The AP, Bloomberg, WSJ, and Forbes all have stories on Judge William Coleman vacating the $322 million verdict in the 2011 Smith County asbestos drilling mud case along with all other orders entered by Judge Eddie Bowen in the case. According to a Union Carbide assertion cited in the Forbes article, the plaintiff’s damages were—at most—$45,000 in future medical bills.

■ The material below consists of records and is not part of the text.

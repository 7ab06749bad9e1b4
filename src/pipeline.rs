use crate::concurrency::{AnyPool, WorkerPool};
use crate::config::ExtractOptions;
use crate::error::PreconditionError;
use crate::extract::ExtractSpec;
use crate::paths::{scan_subset, DatasetLayout};
use crate::report::{now_rfc3339, RunReport};
use crate::sampling::SamplingGate;
use crate::scheduler::BatchScheduler;
use crate::segment::{RuleSegmenter, SentenceSegmenter};
use crate::selector::Selector;
use crate::util::init_tracing_once;
use crate::writer::AppendWriter;
use anyhow::{Context, Result};
use std::path::Path;
use std::sync::Arc;

/// Extract examples from a `train`/`eval`/`test`-style XML corpus into one
/// line-per-example `<subset>.txt` file per subset.
///
/// Construction validates the layout and creates the (new) destination
/// directory; nothing is written until [`CorpusExtractor::extract_from_corpus`].
pub struct CorpusExtractor {
    opts: ExtractOptions,
    layout: DatasetLayout,
    spec: ExtractSpec,
}

impl CorpusExtractor {
    pub fn new(opts: ExtractOptions) -> Result<Self> {
        Self::with_segmenter(opts, Arc::new(RuleSegmenter::default()))
    }

    /// Same as [`CorpusExtractor::new`] with a caller-supplied sentence splitter.
    pub fn with_segmenter(opts: ExtractOptions, segmenter: Arc<dyn SentenceSegmenter>) -> Result<Self> {
        init_tracing_once();
        let destination = opts.resolved_destination();
        let layout = DatasetLayout::new(&opts.corpus, &destination, &opts.subsets);

        validate(&opts, &layout)?;
        let spec = ExtractSpec::from_options(&opts, segmenter)?;

        layout.create_destination()?;
        tracing::info!(destination=%layout.destination_dir.display(), "Destination created");
        Ok(Self { opts, layout, spec })
    }

    pub fn options(&self) -> &ExtractOptions {
        &self.opts
    }

    pub fn layout(&self) -> &DatasetLayout {
        &self.layout
    }

    pub fn destination_dir(&self) -> &Path {
        &self.layout.destination_dir
    }

    /// Run every subset, in configured order, on a pool sized by `parallelism`.
    pub fn extract_from_corpus(&self) -> Result<RunReport> {
        let pool = AnyPool::for_parallelism(self.opts.parallelism)?;
        self.extract_with_pool(&pool)
    }

    /// Run every subset on the given worker pool.
    pub fn extract_with_pool<P: WorkerPool>(&self, pool: &P) -> Result<RunReport> {
        let mut gate = match self.opts.seed {
            Some(seed) => SamplingGate::seeded(self.opts.inclusion_probability, seed),
            None => SamplingGate::from_entropy(self.opts.inclusion_probability),
        };
        self.extract_with(pool, &mut gate)
    }

    /// Run every subset with an explicit pool and sampling gate.
    pub fn extract_with<P: WorkerPool>(&self, pool: &P, gate: &mut SamplingGate) -> Result<RunReport> {
        let started_at = now_rfc3339();
        tracing::info!(
            corpus=%self.layout.corpus.display(),
            xpath=%self.spec.selector,
            batch_size=self.opts.batch_size,
            workers=pool.width(),
            "Extraction started"
        );

        let scheduler = BatchScheduler::new(pool, &self.spec, self.opts.batch_size)
            .failure_policy(self.opts.failure_policy)
            .progress(self.opts.progress);

        let mut subsets = Vec::with_capacity(self.layout.subsets.len());
        for subset in &self.layout.subsets {
            let files = scan_subset(&subset.source_dir)
                .with_context(|| format!("scan subset {}", subset.name))?;
            tracing::info!(subset=%subset.name, files = files.len(), "Planned files for processing.");
            let writer = AppendWriter::new(&subset.destination_file);
            let report = scheduler
                .run_subset(&subset.name, &files, &writer, gate)
                .with_context(|| format!("extract subset {}", subset.name))?;
            subsets.push(report);
        }

        Ok(RunReport {
            corpus: self.layout.corpus.clone(),
            destination_dir: self.layout.destination_dir.clone(),
            xpath: self.spec.selector.as_str().to_string(),
            started_at,
            finished_at: now_rfc3339(),
            subsets,
        })
    }
}

/// All precondition checks; none of them touches the filesystem.
fn validate(opts: &ExtractOptions, layout: &DatasetLayout) -> Result<()> {
    if layout.destination_dir.exists() {
        return Err(PreconditionError::DestinationExists(layout.destination_dir.clone()).into());
    }
    let parent = layout.destination_parent();
    if !parent.is_dir() {
        return Err(PreconditionError::ParentMissing(parent).into());
    }
    let existing = layout.existing_destination_files();
    if !existing.is_empty() {
        return Err(PreconditionError::DestinationFilesExist(existing).into());
    }
    let missing = layout.missing_subsets();
    if !missing.is_empty() {
        return Err(PreconditionError::MissingSubsets { corpus: layout.corpus.clone(), missing }.into());
    }

    let mut problems = opts.problems();
    if let Err(e) = Selector::compile(&opts.xpath) {
        problems.push(e.to_string());
    }
    if !problems.is_empty() {
        return Err(PreconditionError::InvalidOptions(problems).into());
    }
    Ok(())
}
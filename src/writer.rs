use crate::util::open_append_with_backoff;
use anyhow::{Context, Result};
use parking_lot::Mutex;
use std::borrow::Cow;
use std::io::Write;
use std::path::{Path, PathBuf};

/// Append target for one subset's destination file.
///
/// Every `append` opens the file in append mode and writes one complete line
/// with a single `write_all`, under a lock, so concurrent write units never
/// interleave bytes and never rewrite earlier content.
#[derive(Debug)]
pub struct AppendWriter {
    path: PathBuf,
    lock: Mutex<()>,
}

impl AppendWriter {
    pub fn new(path: impl AsRef<Path>) -> Self {
        Self { path: path.as_ref().to_path_buf(), lock: Mutex::new(()) }
    }

    pub fn path(&self) -> &Path {
        &self.path
    }

    /// Create the file if it does not exist yet; existing content is left alone.
    pub fn touch(&self) -> Result<()> {
        open_append_with_backoff(&self.path, 16, 50)
            .with_context(|| format!("create {}", self.path.display()))?;
        Ok(())
    }

    pub fn append(&self, example: &str) -> Result<()> {
        let line = as_single_line(example);
        let mut buf = String::with_capacity(line.len() + 1);
        buf.push_str(&line);
        buf.push('\n');

        let mut f = open_append_with_backoff(&self.path, 16, 50)
            .with_context(|| format!("open {} for append", self.path.display()))?;
        let _guard = self.lock.lock();
        f.write_all(buf.as_bytes())
            .with_context(|| format!("append to {}", self.path.display()))?;
        Ok(())
    }
}

/// Strip surrounding line breaks and turn any remaining one into a space.
fn as_single_line(s: &str) -> Cow<'_, str> {
    let trimmed = s.trim_matches(|c: char| c == '\n' || c == '\r');
    if trimmed.contains(['\n', '\r']) {
        Cow::Owned(trimmed.replace(['\n', '\r'], " "))
    } else {
        Cow::Borrowed(trimmed)
    }
}
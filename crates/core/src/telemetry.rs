use crate::config::{LogFormat, LoggingConfig};

/// Installs the global `tracing` subscriber for a host process.
///
/// Library code in this workspace only emits `tracing` events; hosts that
/// embed the integrations call this once at startup.
pub fn init_logging(config: &LoggingConfig) {
    use tracing::Level;

    let log_level = config.level.parse::<Level>().unwrap_or(Level::INFO);

    match config.format {
        LogFormat::Compact => {
            tracing_subscriber::fmt().with_target(false).with_max_level(log_level).compact().init();
        }
        LogFormat::Pretty => {
            tracing_subscriber::fmt().with_target(false).with_max_level(log_level).pretty().init();
        }
        LogFormat::Json => {
            tracing_subscriber::fmt().with_target(false).with_max_level(log_level).json().init();
        }
    }
}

Anyway you cut it, the verdict was ridiculous.
The verdict landed Smith County on a Judicial Hellhole list. If there was a judicial enigma list, Smith County would be at the top of the list. On paper, you would expect Smith County juries to be ultra-conservative. But add local attorney Gene Tullos into the mix and you get a $322 million verdict for a plaintiff who—apparently—wasn’t hurt bad.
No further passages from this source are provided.